* Materials provided *
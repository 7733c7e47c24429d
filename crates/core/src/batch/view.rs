//! Undo retention view.
//!
//! Read-only projection of the most recent finalized batches — the
//! allow-list the UI layers above undo. Only this many batches are offered
//! for reversal; the undo engine itself enforces nothing beyond "the batch
//! must still exist and be finalized".

use payrun_shared::LedgerConfig;
use payrun_shared::types::id::BatchId;

use crate::store::{BatchStore, StoreError};

use super::types::Batch;

/// The undo-eligibility window over recent batches.
pub struct RetentionView<'a> {
    batches: &'a dyn BatchStore,
    retention: usize,
}

impl<'a> RetentionView<'a> {
    /// Creates a view over the configured retention window.
    #[must_use]
    pub fn new(batches: &'a dyn BatchStore, config: &LedgerConfig) -> Self {
        Self {
            batches,
            retention: config.undo_retention,
        }
    }

    /// The batches currently eligible for undo, newest first.
    ///
    /// # Errors
    ///
    /// Propagates store read failures.
    pub fn recent_finalized(&self) -> Result<Vec<Batch>, StoreError> {
        self.batches.recent_finalized(self.retention)
    }

    /// Returns true if the batch is inside the retention window.
    ///
    /// # Errors
    ///
    /// Propagates store read failures.
    pub fn is_eligible(&self, batch_id: BatchId) -> Result<bool, StoreError> {
        Ok(self
            .recent_finalized()?
            .iter()
            .any(|batch| batch.id == batch_id))
    }
}
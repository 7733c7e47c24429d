//! Undo receipt types.

use chrono::{DateTime, Utc};
use serde::{Deserialize, Serialize};

use payrun_shared::types::id::ActorId;

/// Receipt embedded in a batch once undone.
///
/// Records what the compensation actually did, sub-step by sub-step, so an
/// operator can reconcile anything a tolerated failure left behind. A count
/// of zero for a sub-step that had work to do means that sub-step was
/// skipped or failed and was logged.
#[derive(Debug, Clone, Copy, PartialEq, Eq, Serialize, Deserialize)]
pub struct UndoOperation {
    /// Budget lines credited back to their pre-finalize balances.
    pub restored_budget_lines: usize,
    /// Transaction-log entries retired (the batch status flip).
    pub removed_transactions: usize,
    /// Archived payment copies deleted.
    pub removed_archives: usize,
    /// Withholding return entries deleted.
    pub removed_wht: usize,
    /// Originating payments reverted to `pending`.
    pub reverted_payments: usize,
    /// When the undo ran.
    pub performed_at: DateTime<Utc>,
    /// Who performed it.
    pub performed_by: ActorId,
}
//! Handler for the public contact form.

use alms_db::models::contact::{ContactSubmission, CreateContactSubmission};
use alms_db::repositories::ContactRepo;
use alms_events::bus::EVENT_CONTACT_SUBMITTED;
use alms_events::PlatformEvent;
use axum::extract::State;
use axum::http::StatusCode;
use axum::Json;
use serde::Deserialize;
use validator::Validate;

use crate::error::AppResult;
use crate::handlers::normalize_email;
use crate::response::DataResponse;
use crate::state::AppState;

/// Request body for `POST /contact`.
#[derive(Debug, Deserialize, Validate)]
pub struct ContactRequest {
    #[validate(length(min = 1, max = 200, message = "must be 1-200 characters"))]
    pub name: String,
    #[validate(email(message = "must be a valid email address"))]
    pub email: String,
    #[validate(length(max = 200, message = "must be at most 200 characters"))]
    pub subject: Option<String>,
    #[validate(length(min = 1, max = 5000, message = "must be 1-5000 characters"))]
    pub message: String,
}

/// POST /api/v1/contact
pub async fn submit_contact(
    State(state): State<AppState>,
    Json(mut input): Json<ContactRequest>,
) -> AppResult<(StatusCode, Json<DataResponse<ContactSubmission>>)> {
    input.email = normalize_email(&input.email);
    input.validate()?;

    let submission = ContactRepo::create(
        &state.pool,
        &CreateContactSubmission {
            name: input.name.trim().to_string(),
            email: input.email,
            subject: input.subject.filter(|s| !s.trim().is_empty()),
            message: input.message,
        },
    )
    .await?;

    state.event_bus.publish(
        PlatformEvent::new(EVENT_CONTACT_SUBMITTED)
            .with_source("contact_submission", submission.id)
            .with_payload(serde_json::json!({
                "email": submission.email,
                "name": submission.name,
                "subject": submission.subject,
            })),
    );

    Ok((StatusCode::CREATED, Json(DataResponse { data: submission })))
}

* Work order *
From the records above, give again exactly the lines running from the line with "pub struct UndoOperation" to the line with "public contact form.", inclusive.

* Answer *
pub struct UndoOperation {
    /// Budget lines credited back to their pre-finalize balances.
    pub restored_budget_lines: usize,
    /// Transaction-log entries retired (the batch status flip).
    pub removed_transactions: usize,
    /// Archived payment copies deleted.
    pub removed_archives: usize,
    /// Withholding return entries deleted.
    pub removed_wht: usize,
    /// Originating payments reverted to `pending`.
    pub reverted_payments: usize,
    /// When the undo ran.
    pub performed_at: DateTime<Utc>,
    /// Who performed it.
    pub performed_by: ActorId,
}
//! Handler for the public contact form.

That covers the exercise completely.